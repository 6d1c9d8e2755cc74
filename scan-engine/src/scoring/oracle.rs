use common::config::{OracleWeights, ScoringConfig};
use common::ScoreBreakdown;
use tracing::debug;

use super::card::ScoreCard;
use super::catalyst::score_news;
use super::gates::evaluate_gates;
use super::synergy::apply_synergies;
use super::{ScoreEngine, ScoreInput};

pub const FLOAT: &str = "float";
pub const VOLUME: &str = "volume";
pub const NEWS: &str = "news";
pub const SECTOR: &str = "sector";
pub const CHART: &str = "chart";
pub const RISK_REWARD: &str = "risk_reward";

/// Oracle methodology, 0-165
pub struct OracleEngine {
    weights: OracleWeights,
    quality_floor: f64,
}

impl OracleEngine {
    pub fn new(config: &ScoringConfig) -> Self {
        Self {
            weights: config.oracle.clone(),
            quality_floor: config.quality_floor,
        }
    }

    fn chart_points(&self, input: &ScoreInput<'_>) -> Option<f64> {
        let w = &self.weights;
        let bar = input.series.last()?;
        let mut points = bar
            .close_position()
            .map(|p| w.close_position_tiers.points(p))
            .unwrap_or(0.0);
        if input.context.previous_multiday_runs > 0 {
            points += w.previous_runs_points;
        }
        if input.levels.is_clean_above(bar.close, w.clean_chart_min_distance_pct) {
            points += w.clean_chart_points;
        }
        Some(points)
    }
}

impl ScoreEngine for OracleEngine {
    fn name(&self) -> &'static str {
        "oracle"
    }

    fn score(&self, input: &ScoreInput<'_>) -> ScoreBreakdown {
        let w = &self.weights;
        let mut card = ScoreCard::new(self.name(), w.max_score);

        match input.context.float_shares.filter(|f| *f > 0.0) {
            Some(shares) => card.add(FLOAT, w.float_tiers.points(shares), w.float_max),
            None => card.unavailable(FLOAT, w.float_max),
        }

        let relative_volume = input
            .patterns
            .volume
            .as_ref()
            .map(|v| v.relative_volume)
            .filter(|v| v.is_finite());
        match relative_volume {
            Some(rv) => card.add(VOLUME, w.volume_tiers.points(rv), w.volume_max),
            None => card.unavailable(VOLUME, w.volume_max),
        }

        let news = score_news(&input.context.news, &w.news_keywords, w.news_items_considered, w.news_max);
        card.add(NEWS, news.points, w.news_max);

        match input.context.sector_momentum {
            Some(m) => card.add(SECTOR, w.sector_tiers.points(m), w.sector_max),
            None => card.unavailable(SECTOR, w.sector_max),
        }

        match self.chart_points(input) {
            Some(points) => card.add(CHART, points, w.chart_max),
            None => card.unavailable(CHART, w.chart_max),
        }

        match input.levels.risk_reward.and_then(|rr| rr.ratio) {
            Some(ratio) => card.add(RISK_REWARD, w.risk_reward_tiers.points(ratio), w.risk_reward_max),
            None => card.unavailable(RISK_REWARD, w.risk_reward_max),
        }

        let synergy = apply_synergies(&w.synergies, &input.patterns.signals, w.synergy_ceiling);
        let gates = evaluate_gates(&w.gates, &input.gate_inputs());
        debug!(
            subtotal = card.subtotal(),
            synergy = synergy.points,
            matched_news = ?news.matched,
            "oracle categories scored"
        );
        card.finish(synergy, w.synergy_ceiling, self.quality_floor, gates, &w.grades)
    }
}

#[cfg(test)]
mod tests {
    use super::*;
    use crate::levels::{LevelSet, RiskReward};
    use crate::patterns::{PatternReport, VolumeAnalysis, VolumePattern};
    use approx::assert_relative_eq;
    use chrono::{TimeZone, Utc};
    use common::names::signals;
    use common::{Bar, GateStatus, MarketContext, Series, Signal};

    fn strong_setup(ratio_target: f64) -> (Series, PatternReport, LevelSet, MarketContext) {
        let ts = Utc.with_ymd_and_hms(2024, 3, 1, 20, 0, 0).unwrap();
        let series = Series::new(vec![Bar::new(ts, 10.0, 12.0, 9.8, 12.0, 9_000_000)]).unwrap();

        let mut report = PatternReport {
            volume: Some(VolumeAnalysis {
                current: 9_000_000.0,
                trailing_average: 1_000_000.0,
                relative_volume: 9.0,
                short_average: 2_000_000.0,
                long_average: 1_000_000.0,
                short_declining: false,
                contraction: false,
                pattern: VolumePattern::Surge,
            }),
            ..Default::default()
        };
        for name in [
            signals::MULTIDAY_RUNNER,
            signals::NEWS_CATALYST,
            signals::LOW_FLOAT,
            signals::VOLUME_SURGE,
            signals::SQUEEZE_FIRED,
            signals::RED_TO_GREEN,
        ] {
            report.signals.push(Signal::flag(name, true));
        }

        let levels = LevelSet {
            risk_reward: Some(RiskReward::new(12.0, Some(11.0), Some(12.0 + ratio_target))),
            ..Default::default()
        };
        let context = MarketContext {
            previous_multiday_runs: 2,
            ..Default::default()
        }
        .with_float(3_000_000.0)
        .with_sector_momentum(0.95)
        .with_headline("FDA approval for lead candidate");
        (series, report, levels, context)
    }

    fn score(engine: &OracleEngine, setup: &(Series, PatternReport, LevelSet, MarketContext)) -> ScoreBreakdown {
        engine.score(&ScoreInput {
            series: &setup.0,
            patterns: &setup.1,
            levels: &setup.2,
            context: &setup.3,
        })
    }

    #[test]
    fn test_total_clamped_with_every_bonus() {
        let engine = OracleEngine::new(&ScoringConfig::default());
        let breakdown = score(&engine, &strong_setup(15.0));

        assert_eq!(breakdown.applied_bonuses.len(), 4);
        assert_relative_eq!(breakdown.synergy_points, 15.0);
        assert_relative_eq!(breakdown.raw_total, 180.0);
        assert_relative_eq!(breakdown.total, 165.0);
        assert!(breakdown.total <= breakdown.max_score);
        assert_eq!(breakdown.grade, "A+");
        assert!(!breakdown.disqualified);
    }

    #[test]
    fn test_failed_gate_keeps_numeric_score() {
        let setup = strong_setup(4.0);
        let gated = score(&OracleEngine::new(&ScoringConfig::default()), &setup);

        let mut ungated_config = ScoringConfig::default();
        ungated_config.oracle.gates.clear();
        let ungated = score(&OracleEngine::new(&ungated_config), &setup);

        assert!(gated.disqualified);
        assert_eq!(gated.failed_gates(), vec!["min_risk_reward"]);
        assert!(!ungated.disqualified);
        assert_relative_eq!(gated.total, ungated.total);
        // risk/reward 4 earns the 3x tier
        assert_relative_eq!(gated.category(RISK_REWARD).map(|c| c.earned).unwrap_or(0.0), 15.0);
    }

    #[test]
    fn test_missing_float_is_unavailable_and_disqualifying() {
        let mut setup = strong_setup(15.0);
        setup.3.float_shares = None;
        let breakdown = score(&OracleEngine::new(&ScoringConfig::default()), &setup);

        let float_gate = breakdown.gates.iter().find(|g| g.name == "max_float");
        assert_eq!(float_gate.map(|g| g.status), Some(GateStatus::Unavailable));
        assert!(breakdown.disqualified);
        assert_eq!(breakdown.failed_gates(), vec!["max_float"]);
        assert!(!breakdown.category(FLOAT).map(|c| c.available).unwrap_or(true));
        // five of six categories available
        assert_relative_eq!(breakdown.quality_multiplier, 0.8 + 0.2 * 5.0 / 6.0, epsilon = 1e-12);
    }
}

• Activity
Copy word for word the stretch of entries above from the line that has "let breakdown = score(&engine, &strong_setup(15.0));" through the line that has "ungated = score(&OracleEngine::new(&ungated_config), &setup);", both ends included, and nothing outside it.

• Task answer
        let breakdown = score(&engine, &strong_setup(15.0));

        assert_eq!(breakdown.applied_bonuses.len(), 4);
        assert_relative_eq!(breakdown.synergy_points, 15.0);
        assert_relative_eq!(breakdown.raw_total, 180.0);
        assert_relative_eq!(breakdown.total, 165.0);
        assert!(breakdown.total <= breakdown.max_score);
        assert_eq!(breakdown.grade, "A+");
        assert!(!breakdown.disqualified);
    }

    #[test]
    fn test_failed_gate_keeps_numeric_score() {
        let setup = strong_setup(4.0);
        let gated = score(&OracleEngine::new(&ScoringConfig::default()), &setup);

        let mut ungated_config = ScoringConfig::default();
        ungated_config.oracle.gates.clear();
        let ungated = score(&OracleEngine::new(&ungated_config), &setup);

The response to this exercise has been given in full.